## Research interests

#### Geometry

I also started to work on algebraic geometry.

In [Raf22], with Frédéric Mangolte, we solved a problem he needed to end the proof of one of its theorem: to find a necessary condition for the existence of an hyperplan tangent to n convex set of ${\mathbb{R}}^{n}$

I also programmed GlSurf, a software to triangulate, visualized and animate implicit surfaces. This work (using a new kind of "marching cube" algorithm) is related in [Raf03a].

I am currently extending this work to an exact algorithm for solving real algebraic system in any dimension, provided the system is smooth (without critical points). The algorithm is implemented an works in already in some non trivial case. The paper [Raf23] gives a proof for the codimension 1 and a conjecture for the general case.

My main research topics are application of proof theory. It can be divided in four subtopics:

#### Type systems for computer languages

In [Raf99a] and [Raf98b] I study how the system F-eta (an extension of Girard's system F), which is undecidable, can be used as a type system in a real programming language. There are two possible approaches:

- In [Raf98b] I use an incomplete algorithm which always terminates and never backtrack. Then you get clear error messages and you can always add enough type information in your program to have it type-checked.
- In [Raf99a] I describe an optimized and efficient complete algorithm. This algorithm works very well (and fast) for small polymorphic programs. However, as the algorithm do backtrack, it is not clear how to get nice error messages and an interactive type-checker working like a debugger would be necessary to make this practical for larger programs.

#### Extraction of programs from proof

Using Curry-Howard isomorphism, one can extract programs from
proofs. However, for a given program is not not always easy or even possible
to get a proof to extract it
from. In [Raf03b] and [Raf02b], I introduce *system
ST*; a complete system for purely functional programming (the pure
lambda-calculus): any program can be extracted from a proof.

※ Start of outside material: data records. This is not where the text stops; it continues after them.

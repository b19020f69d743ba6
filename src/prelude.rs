use core::ops::{Add, Div, Mul, Sub};
use rand::SeedableRng;

pub use crate::clust::Clustering;
pub use crate::error::{Error, Result};
pub use rand_pcg::Pcg64Mcg;

macro_rules! constrained_f64 {
    ( $name:ident, $closure:tt, $msg:expr) => {
        #[derive(Debug, Copy, Clone, PartialEq)]
        pub struct $name(f64);

        impl $name {
            pub fn new(x: f64) -> Self {
                assert!(($closure)(x), $msg);
                Self(x)
            }

            pub fn try_new(x: f64) -> Option<Self> {
                if ($closure)(x) {
                    Some(Self(x))
                } else {
                    None
                }
            }

            pub fn unwrap(self) -> f64 {
                self.0
            }

            pub fn ln(self) -> f64 {
                self.0.ln()
            }
        }

        impl Add<f64> for $name {
            type Output = f64;

            fn add(self, other: f64) -> f64 {
                self.0 + other
            }
        }

        impl Add<$name> for f64 {
            type Output = f64;

            fn add(self, other: $name) -> f64 {
                self + other.0
            }
        }

        impl Sub<f64> for $name {
            type Output = f64;

            fn sub(self, other: f64) -> f64 {
                self.0 - other
            }
        }

        impl Sub<$name> for f64 {
            type Output = f64;

            fn sub(self, other: $name) -> f64 {
                self - other.0
            }
        }

        impl Mul<f64> for $name {
            type Output = f64;

            fn mul(self, other: f64) -> f64 {
                self.0 * other
            }
        }

        impl Mul<$name> for f64 {
            type Output = f64;

            fn mul(self, other: $name) -> f64 {
                self * other.0
            }
        }

        impl Div<f64> for $name {
            type Output = f64;

            fn div(self, other: f64) -> f64 {
                self.0 / other
            }
        }

        impl Div<$name> for f64 {
            type Output = f64;

            fn div(self, other: $name) -> f64 {
                self / other.0
            }
        }
    };
}

constrained_f64!(
    Mass,
    (|x: f64| x > 0.0 && x.is_finite()),
    "Mass must be greater than zero and finite."
);

constrained_f64!(
    Density,
    (|x: f64| x >= 0.0 && x.is_finite()),
    "Density must be finite and greater than or equal to zero."
);

/// Seedable generator used for reproducible chains.
pub fn seeded_rng(seed: u64) -> Pcg64Mcg {
    Pcg64Mcg::seed_from_u64(seed)
}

Frédéric
Ruyer's phd, which I am supervising, will explore the practical application
of system ST.

Another related topic is the algorithmic content of classical proofs (proof using the law of excluded middle). It is clear now that classical logic corresponds to control operators like Felleisen Call-CC. Nevertheless, classical proofs do not give a real program (for instance a proof of the existence of an uncomputable object such as the minimum element in a set of natural numbers). Moreover, even when a classical proof gives a algorithm, one do not always understand how it works. In [Raf02c], I show how we can extract from a proof of "$\forall x,\exists y,S(x,y)$" " an algorithm computing $y$ from $x$ if $S$ is decidable. I also explain how this program works: in short, this is an interaction between the proof of the given statement and the decidability proof of $S$. This interaction testes a sequence of possible value for $y$ and always stops with a correct result.

#### Algorithmic contents of mathematical proof

One can also study the relation between proofs and programs in the other direction : what program corresponds to a given proof in mathematics. Or better : what are the properties shared by all the proofs of a given theorem.

In [Raf98a], we give a generalization of Krivine's theorem about storage operators to all types (not only for-all positive types). Here we give a property of all programs extracted from the proof of a theorem of the shape ${D}^{*}\to \neg \neg D$ where ${D}^{*}$ is the Godel translation of the formula $D$.

In [Raf98c], we show that all the proofs of the completeness theorem for minimal logic translates an higher-order representation of simply typed lambda-terms to a Debruijn representation of a term with the same type. Moreover, we show that there exists one proof which do not change the term. This seems impossible for the completeness theorem of classical logic (treated by Krivine) of for the full intuitionnistic logic (with disjunction or existential). This gives a concrete argument to say that a semantic is trivial: it corresponds to programs doing some trivial computing.

#### Implementation of a proof assistant

Since the end of my phd, I have been working on the PhoX proof assistant. One of its principle is to be as user friendly as possible and so to need a minimal learning time. The current version is quite functional and is used for teaching in Paris VII and in the University of Savoie with first to fifth year students in math and fourth year students in computer sciences (to prove programs). We worker to make PhoX easier and faster to learn for student. These experiments are related in [Raf02a] and [Raf01c].